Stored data

-- Opening Marker --

//! OpenAPI documentation configuration.
//!
//! [`ApiDoc`] registers every HTTP endpoint from the inbound layer, the
//! request and response DTOs, and wrapper schemas for domain types
//! ([`ErrorSchema`], [`ErrorCodeSchema`], [`UserSchema`]) so the domain stays
//! free of utoipa. The session cookie is declared as the default security
//! scheme; login, registration and the probes opt out per operation.
//!
//! The document backs Swagger UI in debug builds and is exported with
//! `cargo run --bin openapi-dump`.

use crate::inbound::http::schemas::{ErrorCodeSchema, ErrorSchema, UserSchema};
use crate::inbound::http::shipments_dto::{
    DeliveryForecastResponse, PageLinksResponse, PaginationResponse, ShipmentListResponse,
    ShipmentPayload, ShipmentResponse, ShipmentSummaryResponse,
};
use crate::inbound::http::users::{LoginRequest, RegisterRequest};
use utoipa::openapi::security::{ApiKey, ApiKeyValue, SecurityScheme};
use utoipa::{Modify, OpenApi};

/// Enrich the generated document with the session cookie security scheme.
struct SecurityAddon;

impl Modify for SecurityAddon {
    fn modify(&self, openapi: &mut utoipa::openapi::OpenApi) {
        let components = openapi
            .components
            .get_or_insert_with(utoipa::openapi::Components::default);

        components.add_security_scheme(
            "SessionCookie",
            SecurityScheme::ApiKey(ApiKey::Cookie(ApiKeyValue::with_description(
                "session",
                "Session cookie issued by POST /api/v1/login.",
            ))),
        );
    }
}

/// OpenAPI document for the shipment REST API.
#[derive(OpenApi)]
#[openapi(
    modifiers(&SecurityAddon),
    info(
        title = "Shipment logistics API",
        description = "Owner-scoped shipment tracking with session authentication, paging, summaries and delivery forecasts.",
        license(
            name = "Apache-2.0",
            url = "https://www.apache.org/licenses/LICENSE-2.0.html"
        )
    ),
    servers(
        (url = "/", description = "Relative to the deployment base URL")
    ),
    security(("SessionCookie" = [])),
    paths(
        crate::inbound::http::users::login,
        crate::inbound::http::users::register,
        crate::inbound::http::users::logout,
        crate::inbound::http::users::current_user,
        crate::inbound::http::shipments::list_shipments,
        crate::inbound::http::shipments::shipment_summary,
        crate::inbound::http::shipments::get_shipment,
        crate::inbound::http::shipments::create_shipment,
        crate::inbound::http::shipments::update_shipment,
        crate::inbound::http::shipments::delete_shipment,
        crate::inbound::http::health::ready,
        crate::inbound::http::health::live,
    ),
    components(schemas(
        UserSchema,
        ErrorSchema,
        ErrorCodeSchema,
        LoginRequest,
        RegisterRequest,
        ShipmentPayload,
        ShipmentResponse,
        DeliveryForecastResponse,
        ShipmentListResponse,
        PaginationResponse,
        PageLinksResponse,
        ShipmentSummaryResponse,
    )),
    tags(
        (name = "users", description = "Registration, sign-in and the current account"),
        (name = "shipments", description = "Shipments owned by the signed-in user"),
        (name = "health", description = "Endpoints for health checks")
    )
)]
pub struct ApiDoc;

#[cfg(test)]
mod tests {
    //! Tests verifying registered paths and schema field structure.

    use super::*;
    use rstest::rstest;
    use utoipa::openapi::RefOr;
    use utoipa::openapi::schema::Schema;

    // utoipa replaces :: with . in schema names
    const ERROR_SCHEMA_NAME: &str = "crate.domain.Error";
    const USER_SCHEMA_NAME: &str = "crate.domain.User";

    fn assert_object_schema_has_field(schema: &RefOr<Schema>, field: &str) {
        match schema {
            RefOr::T(Schema::Object(obj)) => {
                assert!(
                    obj.properties.contains_key(field),
                    "schema should have field '{field}'"
                );
            }
            _ => panic!("expected Object schema"),
        }
    }

    #[rstest]
    #[case("/api/v1/login")]
    #[case("/api/v1/register")]
    #[case("/api/v1/logout")]
    #[case("/api/v1/users/me")]
    #[case("/api/v1/shipments")]
    #[case("/api/v1/shipments/stats/summary")]
    #[case("/api/v1/shipments/{id}")]
    #[case("/health/ready")]
    #[case("/health/live")]
    fn documents_path(#[case] path: &str) {
        let doc = ApiDoc::openapi();
        assert!(doc.paths.paths.contains_key(path), "missing {path}");
    }

    #[rstest]
    fn shipment_item_path_documents_read_update_and_delete() {
        let doc = ApiDoc::openapi();
        let item = doc
            .paths
            .paths
            .get("/api/v1/shipments/{id}")
            .expect("item path");
        assert!(item.get.is_some());
        assert!(item.put.is_some());
        assert!(item.delete.is_some());
    }

    #[rstest]
    fn error_schema_has_envelope_fields() {
        let doc = ApiDoc::openapi();
        let schemas = &doc.components.as_ref().expect("components").schemas;
        let error_schema = schemas.get(ERROR_SCHEMA_NAME).expect("Error schema");

        assert_object_schema_has_field(error_schema, "code");
        assert_object_schema_has_field(error_schema, "message");
        assert_object_schema_has_field(error_schema, "traceId");
    }

    #[rstest]
    fn user_schema_has_identity_fields() {
        let doc = ApiDoc::openapi();
        let schemas = &doc.components.as_ref().expect("components").schemas;
        let user_schema = schemas.get(USER_SCHEMA_NAME).expect("User schema");

        assert_object_schema_has_field(user_schema, "id");
        assert_object_schema_has_field(user_schema, "displayName");
    }

    #[rstest]
    fn shipment_response_schema_is_camel_case() {
        let doc = ApiDoc::openapi();
        let schemas = &doc.components.as_ref().expect("components").schemas;
        let shipment = schemas.get("ShipmentResponse").expect("ShipmentResponse");

        for field in ["trackingNumber", "estimatedDeliveryDate", "deliveryForecast"] {
            assert_object_schema_has_field(shipment, field);
        }
    }

    #[rstest]
    fn items_per_page_documents_the_page_size_cap() {
        let doc = ApiDoc::openapi();
        let schemas = &doc.components.as_ref().expect("components").schemas;
        let page_meta = schemas.get("PaginationResponse").expect("PaginationResponse");
        let RefOr::T(Schema::Object(object)) = page_meta else {
            panic!("expected Object schema");
        };
        let Some(RefOr::T(Schema::Object(field))) = object.properties.get("itemsPerPage") else {
            panic!("expected inline itemsPerPage schema");
        };

        let description = field.description.as_deref().unwrap_or_default();
        assert!(
            description.contains(&pagination::MAX_PAGE_SIZE.to_string()),
            "itemsPerPage description should name the cap: {description}"
        );
        assert!(field.maximum.is_some());
    }

    #[rstest]
    fn session_cookie_scheme_is_registered() {
        let doc = ApiDoc::openapi();
        let components = doc.components.expect("components");
        assert!(components.security_schemes.contains_key("SessionCookie"));
    }
}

-- Closing Marker --

Find the lines above that include the string "paths" and copy them.

> _Expected output_
    paths(
    //! Tests verifying registered paths and schema field structure.
        assert!(doc.paths.paths.contains_key(path), "missing {path}");
            .paths
            .paths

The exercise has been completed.